▸ WORK REQUEST
Copy each line of the listing below exactly.

▸ DATA EXTRACT
//! Server configuration: TOML file + CLI overrides.

use crate::session::SpawnOptions;
use crate::transport::websocket::DEFAULT_MAX_MESSAGE_SIZE;
use serde::Deserialize;
use std::collections::HashMap;
use std::net::{IpAddr, SocketAddr};
use std::path::{Path, PathBuf};
use tokio::sync::Semaphore;
use tracing::info;
use webssh_core::{WebsshError, WebsshResult};

/// Top-level config file structure.
#[derive(Debug, Clone, Default, Deserialize)]
pub struct ConfigFile {
    #[serde(default)]
    pub server: ServerSection,
    #[serde(default)]
    pub shell: ShellSection,
    #[serde(default)]
    pub recording: RecordingSection,
}

/// `[server]` section of the config TOML.
#[derive(Debug, Clone, Deserialize)]
pub struct ServerSection {
    #[serde(default = "default_bind")]
    pub bind: String,
    #[serde(default = "default_port")]
    pub port: u16,
    #[serde(default = "default_max_sessions")]
    pub max_sessions: usize,
    #[serde(default = "default_max_message_size")]
    pub max_message_size: usize,
}

impl Default for ServerSection {
    fn default() -> Self {
        Self {
            bind: default_bind(),
            port: default_port(),
            max_sessions: default_max_sessions(),
            max_message_size: default_max_message_size(),
        }
    }
}

/// `[shell]` section: what each session runs.
#[derive(Debug, Clone, Deserialize)]
pub struct ShellSection {
    /// Program to run; the user's `$SHELL` when unset.
    #[serde(default)]
    pub command: Option<String>,
    #[serde(default)]
    pub args: Vec<String>,
    #[serde(default)]
    pub env: HashMap<String, String>,
    #[serde(default = "default_cols")]
    pub cols: u16,
    #[serde(default = "default_rows")]
    pub rows: u16,
}

impl Default for ShellSection {
    fn default() -> Self {
        Self {
            command: None,
            args: Vec::new(),
            env: HashMap::new(),
            cols: default_cols(),
            rows: default_rows(),
        }
    }
}

/// `[recording]` section.
#[derive(Debug, Clone, Deserialize)]
pub struct RecordingSection {
    #[serde(default)]
    pub enabled: bool,
    #[serde(default = "default_recording_dir")]
    pub dir: String,
}

impl Default for RecordingSection {
    fn default() -> Self {
        Self {
            enabled: false,
            dir: default_recording_dir(),
        }
    }
}

fn default_bind() -> String {
    "0.0.0.0".to_string()
}
fn default_port() -> u16 {
    8022
}
fn default_max_sessions() -> usize {
    100
}
fn default_max_message_size() -> usize {
    DEFAULT_MAX_MESSAGE_SIZE
}
fn default_cols() -> u16 {
    80
}
fn default_rows() -> u16 {
    24
}
fn default_recording_dir() -> String {
    "~/.webssh/recordings".to_string()
}

/// Values given on the command line; each one wins over the file.
#[derive(Debug, Clone, Default)]
pub struct CliOverrides {
    pub bind: Option<String>,
    pub port: Option<u16>,
    pub command: Option<String>,
    pub args: Vec<String>,
    pub record_dir: Option<String>,
    pub max_sessions: Option<usize>,
}

/// Resolved server configuration (paths expanded, CLI overrides applied).
#[derive(Debug, Clone)]
pub struct ServerConfig {
    pub listen_addr: SocketAddr,
    pub max_sessions: usize,
    pub max_message_size: usize,
    pub spawn: SpawnOptions,
    /// Directory for session recordings; `None` disables recording.
    pub recording_dir: Option<PathBuf>,
}

impl ServerConfig {
    /// Load config from TOML file, then apply CLI overrides.
    pub fn load(config_path: Option<&Path>, cli: CliOverrides) -> WebsshResult<Self> {
        let file_config = match config_path {
            Some(path) => {
                let expanded = expand_tilde(path);
                if expanded.exists() {
                    info!(path = %expanded.display(), "loading config file");
                    let content = std::fs::read_to_string(&expanded)?;
                    parse_config(&content)?
                } else {
                    info!(path = %expanded.display(), "config file not found, using defaults");
                    ConfigFile::default()
                }
            }
            None => ConfigFile::default(),
        };
        Self::resolve(file_config, cli)
    }

    /// Merge a parsed config file with CLI overrides.
    pub fn resolve(file: ConfigFile, cli: CliOverrides) -> WebsshResult<Self> {
        let bind = cli.bind.unwrap_or(file.server.bind);
        let ip: IpAddr = bind
            .parse()
            .map_err(|e| WebsshError::Other(format!("invalid bind address {bind:?}: {e}")))?;
        let port = cli.port.unwrap_or(file.server.port);

        if file.shell.cols == 0 || file.shell.rows == 0 {
            return Err(WebsshError::Other(
                "shell.cols and shell.rows must be positive".into(),
            ));
        }

        let max_sessions = cli.max_sessions.unwrap_or(file.server.max_sessions);
        if max_sessions == 0 || max_sessions > Semaphore::MAX_PERMITS {
            return Err(WebsshError::Other(format!(
                "max_sessions must be between 1 and {}, got {max_sessions}",
                Semaphore::MAX_PERMITS
            )));
        }

        let (command, args) = match cli.command {
            Some(command) => (Some(command), cli.args),
            None if !cli.args.is_empty() => (file.shell.command, cli.args),
            None => (file.shell.command, file.shell.args),
        };

        let recording_dir = match cli.record_dir {
            Some(dir) => Some(expand_tilde_str(&dir)),
            None if file.recording.enabled => Some(expand_tilde_str(&file.recording.dir)),
            None => None,
        };

        Ok(Self {
            listen_addr: SocketAddr::new(ip, port),
            max_sessions,
            max_message_size: file.server.max_message_size,
            spawn: SpawnOptions {
                command,
                args,
                cols: file.shell.cols,
                rows: file.shell.rows,
                env: file.shell.env,
            },
            recording_dir,
        })
    }
}

fn parse_config(content: &str) -> WebsshResult<ConfigFile> {
    toml::from_str::<ConfigFile>(content)
        .map_err(|e| WebsshError::Other(format!("config parse error: {e}")))
}

/// Expand `~` to the user's home directory.
pub fn expand_tilde(path: &Path) -> PathBuf {
    let s = path.to_string_lossy();
    expand_tilde_str(&s)
}

fn expand_tilde_str(s: &str) -> PathBuf {
    if let Some(rest) = s.strip_prefix("~/") {
        if let Some(home) = dirs::home_dir() {
            return home.join(rest);
        }
    }
    PathBuf::from(s)
}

▸ FINISHED TASK
//! Server configuration: TOML file + CLI overrides.

use crate::session::SpawnOptions;
use crate::transport::websocket::DEFAULT_MAX_MESSAGE_SIZE;
use serde::Deserialize;
use std::collections::HashMap;
use std::net::{IpAddr, SocketAddr};
use std::path::{Path, PathBuf};
use tokio::sync::Semaphore;
use tracing::info;
use webssh_core::{WebsshError, WebsshResult};

/// Top-level config file structure.
#[derive(Debug, Clone, Default, Deserialize)]
pub struct ConfigFile {
    #[serde(default)]
    pub server: ServerSection,
    #[serde(default)]
    pub shell: ShellSection,
    #[serde(default)]
    pub recording: RecordingSection,
}

/// `[server]` section of the config TOML.
#[derive(Debug, Clone, Deserialize)]
pub struct ServerSection {
    #[serde(default = "default_bind")]
    pub bind: String,
    #[serde(default = "default_port")]
    pub port: u16,
    #[serde(default = "default_max_sessions")]
    pub max_sessions: usize,
    #[serde(default = "default_max_message_size")]
    pub max_message_size: usize,
}

impl Default for ServerSection {
    fn default() -> Self {
        Self {
            bind: default_bind(),
            port: default_port(),
            max_sessions: default_max_sessions(),
            max_message_size: default_max_message_size(),
        }
    }
}

/// `[shell]` section: what each session runs.
#[derive(Debug, Clone, Deserialize)]
pub struct ShellSection {
    /// Program to run; the user's `$SHELL` when unset.
    #[serde(default)]
    pub command: Option<String>,
    #[serde(default)]
    pub args: Vec<String>,
    #[serde(default)]
    pub env: HashMap<String, String>,
    #[serde(default = "default_cols")]
    pub cols: u16,
    #[serde(default = "default_rows")]
    pub rows: u16,
}

impl Default for ShellSection {
    fn default() -> Self {
        Self {
            command: None,
            args: Vec::new(),
            env: HashMap::new(),
            cols: default_cols(),
            rows: default_rows(),
        }
    }
}

/// `[recording]` section.
#[derive(Debug, Clone, Deserialize)]
pub struct RecordingSection {
    #[serde(default)]
    pub enabled: bool,
    #[serde(default = "default_recording_dir")]
    pub dir: String,
}

impl Default for RecordingSection {
    fn default() -> Self {
        Self {
            enabled: false,
            dir: default_recording_dir(),
        }
    }
}

fn default_bind() -> String {
    "0.0.0.0".to_string()
}
fn default_port() -> u16 {
    8022
}
fn default_max_sessions() -> usize {
    100
}
fn default_max_message_size() -> usize {
    DEFAULT_MAX_MESSAGE_SIZE
}
fn default_cols() -> u16 {
    80
}
fn default_rows() -> u16 {
    24
}
fn default_recording_dir() -> String {
    "~/.webssh/recordings".to_string()
}

/// Values given on the command line; each one wins over the file.
#[derive(Debug, Clone, Default)]
pub struct CliOverrides {
    pub bind: Option<String>,
    pub port: Option<u16>,
    pub command: Option<String>,
    pub args: Vec<String>,
    pub record_dir: Option<String>,
    pub max_sessions: Option<usize>,
}

/// Resolved server configuration (paths expanded, CLI overrides applied).
#[derive(Debug, Clone)]
pub struct ServerConfig {
    pub listen_addr: SocketAddr,
    pub max_sessions: usize,
    pub max_message_size: usize,
    pub spawn: SpawnOptions,
    /// Directory for session recordings; `None` disables recording.
    pub recording_dir: Option<PathBuf>,
}

impl ServerConfig {
    /// Load config from TOML file, then apply CLI overrides.
    pub fn load(config_path: Option<&Path>, cli: CliOverrides) -> WebsshResult<Self> {
        let file_config = match config_path {
            Some(path) => {
                let expanded = expand_tilde(path);
                if expanded.exists() {
                    info!(path = %expanded.display(), "loading config file");
                    let content = std::fs::read_to_string(&expanded)?;
                    parse_config(&content)?
                } else {
                    info!(path = %expanded.display(), "config file not found, using defaults");
                    ConfigFile::default()
                }
            }
            None => ConfigFile::default(),
        };
        Self::resolve(file_config, cli)
    }

    /// Merge a parsed config file with CLI overrides.
    pub fn resolve(file: ConfigFile, cli: CliOverrides) -> WebsshResult<Self> {
        let bind = cli.bind.unwrap_or(file.server.bind);
        let ip: IpAddr = bind
            .parse()
            .map_err(|e| WebsshError::Other(format!("invalid bind address {bind:?}: {e}")))?;
        let port = cli.port.unwrap_or(file.server.port);

        if file.shell.cols == 0 || file.shell.rows == 0 {
            return Err(WebsshError::Other(
                "shell.cols and shell.rows must be positive".into(),
            ));
        }

        let max_sessions = cli.max_sessions.unwrap_or(file.server.max_sessions);
        if max_sessions == 0 || max_sessions > Semaphore::MAX_PERMITS {
            return Err(WebsshError::Other(format!(
                "max_sessions must be between 1 and {}, got {max_sessions}",
                Semaphore::MAX_PERMITS
            )));
        }

        let (command, args) = match cli.command {
            Some(command) => (Some(command), cli.args),
            None if !cli.args.is_empty() => (file.shell.command, cli.args),
            None => (file.shell.command, file.shell.args),
        };

        let recording_dir = match cli.record_dir {
            Some(dir) => Some(expand_tilde_str(&dir)),
            None if file.recording.enabled => Some(expand_tilde_str(&file.recording.dir)),
            None => None,
        };

        Ok(Self {
            listen_addr: SocketAddr::new(ip, port),
            max_sessions,
            max_message_size: file.server.max_message_size,
            spawn: SpawnOptions {
                command,
                args,
                cols: file.shell.cols,
                rows: file.shell.rows,
                env: file.shell.env,
            },
            recording_dir,
        })
    }
}

fn parse_config(content: &str) -> WebsshResult<ConfigFile> {
    toml::from_str::<ConfigFile>(content)
        .map_err(|e| WebsshError::Other(format!("config parse error: {e}")))
}

/// Expand `~` to the user's home directory.
pub fn expand_tilde(path: &Path) -> PathBuf {
    let s = path.to_string_lossy();
    expand_tilde_str(&s)
}

fn expand_tilde_str(s: &str) -> PathBuf {
    if let Some(rest) = s.strip_prefix("~/") {
        if let Some(home) = dirs::home_dir() {
            return home.join(rest);
        }
    }
    PathBuf::from(s)
}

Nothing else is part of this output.